Krabat and the Sorcerer’s Mill by Ottfied Preussler (translated from German by Anthea Bell) $30

New Year's has passed. Twelfth Night is almost here. Krabat, a fourteen-year-old beggar boy dressed up as one of the Three Kings, is traveling from village to village singing carols. One night he has a strange dream in which he is summoned by a faraway voice to go to a mysterious mill — and when he wakes he is irresistibly drawn there. At the mill he finds eleven other boys, all of them, like him, the apprentices of its Master, a powerful sorcerer, as Krabat soon discovers. During the week the boys work ceaselessly grinding grain, but on Friday nights the Master initiates them into the mysteries of the ancient Art of Arts.
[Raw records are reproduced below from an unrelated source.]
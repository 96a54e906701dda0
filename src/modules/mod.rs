//! Module models for network simulation.
//!
//! This module provides the three module kinds a wiring can declare:
//! - Broadcaster: the unique entry point, forwards its input unchanged
//! - Flip-flop: toggles on low pulses, blind to high pulses
//! - Conjunction: NAND over the last pulse remembered per input
//!
//! Each kind implements a pure transition function from an incoming
//! `(source, pulse)` pair to an optional outgoing pulse; [`Module`]
//! dispatches over them exhaustively.

mod broadcaster;
mod conjunction;
mod flipflop;

pub use broadcaster::Broadcaster;
pub use conjunction::Conjunction;
pub use flipflop::FlipFlop;

use crate::circuit::Pulse;
use crate::dsl::{ModuleDef, ModuleKind};
use crate::error::Result;

/// A network module.
#[derive(Debug, Clone)]
pub enum Module {
    Broadcaster(Broadcaster),
    FlipFlop(FlipFlop),
    Conjunction(Conjunction),
}

impl Module {
    /// Create a module from a wiring definition.
    ///
    /// Conjunction memories are left unconnected here; they are seeded
    /// once the full wiring has been read.
    pub fn from_def(def: &ModuleDef) -> Self {
        match def.kind {
            ModuleKind::Broadcaster => {
                Module::Broadcaster(Broadcaster::new(def.destinations.clone()))
            }
            ModuleKind::FlipFlop => Module::FlipFlop(FlipFlop::new(def.destinations.clone())),
            ModuleKind::Conjunction => {
                Module::Conjunction(Conjunction::new(def.destinations.clone()))
            }
        }
    }

    /// React to an incoming pulse from `source`.
    ///
    /// Returns `Ok(None)` when the module absorbs the pulse without
    /// emitting (a flip-flop receiving high).
    pub fn send(&mut self, source: &str, pulse: Pulse) -> Result<Option<Pulse>> {
        match self {
            Module::Broadcaster(b) => b.send(source, pulse).map(Some),
            Module::FlipFlop(ff) => Ok(ff.send(pulse)),
            Module::Conjunction(c) => Ok(Some(c.send(source, pulse))),
        }
    }

    /// Destination names, in declaration order.
    pub fn destinations(&self) -> &[String] {
        match self {
            Module::Broadcaster(b) => &b.destinations,
            Module::FlipFlop(ff) => &ff.destinations,
            Module::Conjunction(c) => &c.destinations,
        }
    }

    /// Human-readable kind label.
    pub fn kind(&self) -> &'static str {
        match self {
            Module::Broadcaster(_) => "broadcaster",
            Module::FlipFlop(_) => "flip-flop",
            Module::Conjunction(_) => "conjunction",
        }
    }
}

#[cfg(test)]
mod tests {
    use super::*;
    use crate::circuit::BUTTON;

    fn def(kind: ModuleKind, name: &str) -> ModuleDef {
        ModuleDef {
            name: name.to_string(),
            kind,
            destinations: vec!["x".to_string(), "y".to_string()],
            line: 1,
        }
    }

    #[test]
    fn test_from_def_preserves_destination_order() {
        let m = Module::from_def(&def(ModuleKind::FlipFlop, "a"));
        assert_eq!(m.destinations(), ["x".to_string(), "y".to_string()]);
    }

    #[test]
    fn test_dispatch_matches_variant_behavior() {
        let mut b = Module::from_def(&def(ModuleKind::Broadcaster, "broadcaster"));
        assert_eq!(b.send(BUTTON, Pulse::Low).unwrap(), Some(Pulse::Low));

        let mut ff = Module::from_def(&def(ModuleKind::FlipFlop, "a"));
        assert_eq!(ff.send("broadcaster", Pulse::High).unwrap(), None);
        assert_eq!(
            ff.send("broadcaster", Pulse::Low).unwrap(),
            Some(Pulse::High)
        );
    }
}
One day, however, the sound of church bells and of a passing girl singing an Easter hymn penetrates the boys' prison: At last a plan is set in motion that will win them their freedom and put an end to the Master's dark designs.
"One of my favorite books." —Neil Gaiman

 

worm, root, wort… & bane by Ann Shelton $54

Artist Ann Shelton’s latest book, worm, root, wort… & bane delves into the rich history of plant-centric belief systems and their suppression. Part artist scrapbook, part photo book, part quotography, and part exhibition catalogue, this publication explores the medicinal, magical, and spiritual uses of plant materials, once deeply intertwined with the lives of European forest, nomadic, and ancient peoples. worm, root, wort… & bane re-assembles fragments of historical knowledge alongside the first 19 artworks from Shelton’s photographic series, i am an old phenomenon (2022-ongoing). The plant sculptures photographed are constructed by the artist, who has worked with plants since childhood and long been interested in the history of floral art and its expansive gendered resonances. Overflowing with 300+ images and quotations, this book traces the loss of plant knowledge held wise women, witches, and wortcunners in post-feudal Europe, as Christianity spread and capitalism emerged. The book follows our changing relationships with plants, through the Victorian era to the present — offering cause to reflect on the consequences of the ongoing estrangement between humans and the natural world.